Apropos its April 2016 announcement that it was investing USD 1bn in Singapore-based Lazada, “cross-border” is right on the nose―or on the money, as the Alibaba folks will likely prefer.
Shopping platform Lazada is one of those zero-to-a-hundred startups that has been pulling in the cash hand over fist in Southeast Asia, especially in the Philippines. (Having an office in Manila, we witnessed how Lazada knocked the top e-commerce portal off its pedestal within a year.)
“After years of growth, Alibaba has realized that language services are crucial to any business, which is in the middle of globalization or engaged in cross-border e-commerce”―Liu Yu, Alibaba Language Services GM
GM Liu said the translation platform aims to knock down language barriers for SMBs that want to tap overseas markets; to build a “logistics, payment, and information flow platform,” said one of Liu’s staff, adding, “Obviously, translation constitutes the information flow platform.”
Liu said the move will actually help drive business for language service providers.

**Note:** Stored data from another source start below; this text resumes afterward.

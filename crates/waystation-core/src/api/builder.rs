//! Builder for configuring a RegistryClient.

use std::sync::Arc;
use std::time::Duration;

use tokio_util::sync::CancellationToken;

use crate::config::ClientConfig;
use crate::error::Result;
use crate::retry::RetryConfig;
use crate::transport::{HttpTransport, Transport};
use crate::RegistryClient;

/// Builder for configuring a [`RegistryClient`].
///
/// # Example
///
/// ```rust,ignore
/// use std::time::Duration;
/// use waystation_core::{RegistryClient, RetryConfig};
///
/// let client = RegistryClient::builder("consul.internal", 8500)
///     .request_timeout(Duration::from_secs(3))
///     .token("s3cr3t")
///     .retry(RetryConfig::new().with_max_attempts(3))
///     .build()?;
/// ```
pub struct RegistryClientBuilder {
    config: ClientConfig,
    transport: Option<Arc<dyn Transport>>,
    cancel_token: Option<CancellationToken>,
}

impl RegistryClientBuilder {
    /// Create a new builder for the registry agent at `host:port`.
    pub fn new(host: impl Into<String>, port: u16) -> Self {
        Self {
            config: ClientConfig::new(host, port),
            transport: None,
            cancel_token: None,
        }
    }

    /// Talk to the agent over HTTPS.
    ///
    /// Default: `false`
    pub fn https(mut self, enable: bool) -> Self {
        self.config.scheme = if enable { "https" } else { "http" }.to_string();
        self
    }

    /// Upper bound for each request.
    ///
    /// Default: 10 seconds
    pub fn request_timeout(mut self, timeout: Duration) -> Self {
        self.config.request_timeout = timeout;
        self
    }

    /// ACL token sent with every request.
    pub fn token(mut self, token: impl Into<String>) -> Self {
        self.config.token = Some(token.into());
        self
    }

    /// Datacenter to query during discovery.
    pub fn datacenter(mut self, datacenter: impl Into<String>) -> Self {
        self.config.datacenter = Some(datacenter.into());
        self
    }

    /// Retry policy for transient failures.
    ///
    /// Default: a single attempt
    pub fn retry(mut self, retry: RetryConfig) -> Self {
        self.config.retry = retry;
        self
    }

    /// Use a custom transport instead of reqwest.
    pub fn transport(mut self, transport: Arc<dyn Transport>) -> Self {
        self.transport = Some(transport);
        self
    }

    /// Token that aborts every call made through the built client.
    pub fn cancel_token(mut self, token: CancellationToken) -> Self {
        self.cancel_token = Some(token);
        self
    }

    /// Build the client.
    pub fn build(self) -> Result<RegistryClient> {
        self.config.validate()?;

        let transport = match self.transport {
            Some(transport) => transport,
            None => Arc::new(HttpTransport::new(&self.config)?),
        };

        Ok(RegistryClient {
            transport,
            config: Arc::new(self.config),
            cancel_token: self.cancel_token.unwrap_or_default(),
        })
    }
}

However, details are scant and our requests for comments from Alibaba went unanswered.
Alibaba might build a platform along the lines of YouTube’s translation marketplace, where YouTube funnels translation requests to a list of pre-approved vendors. Slator will continue to investigate the matter and provide an update as we learn more.
As it happens, Alibaba’s announcement follows hot on the heels of a statement by the Vice President of the European Commission Andrus Ansip calling for language technology to play a much more prominent role in Europe’s efforts to create an e-commerce digital single market.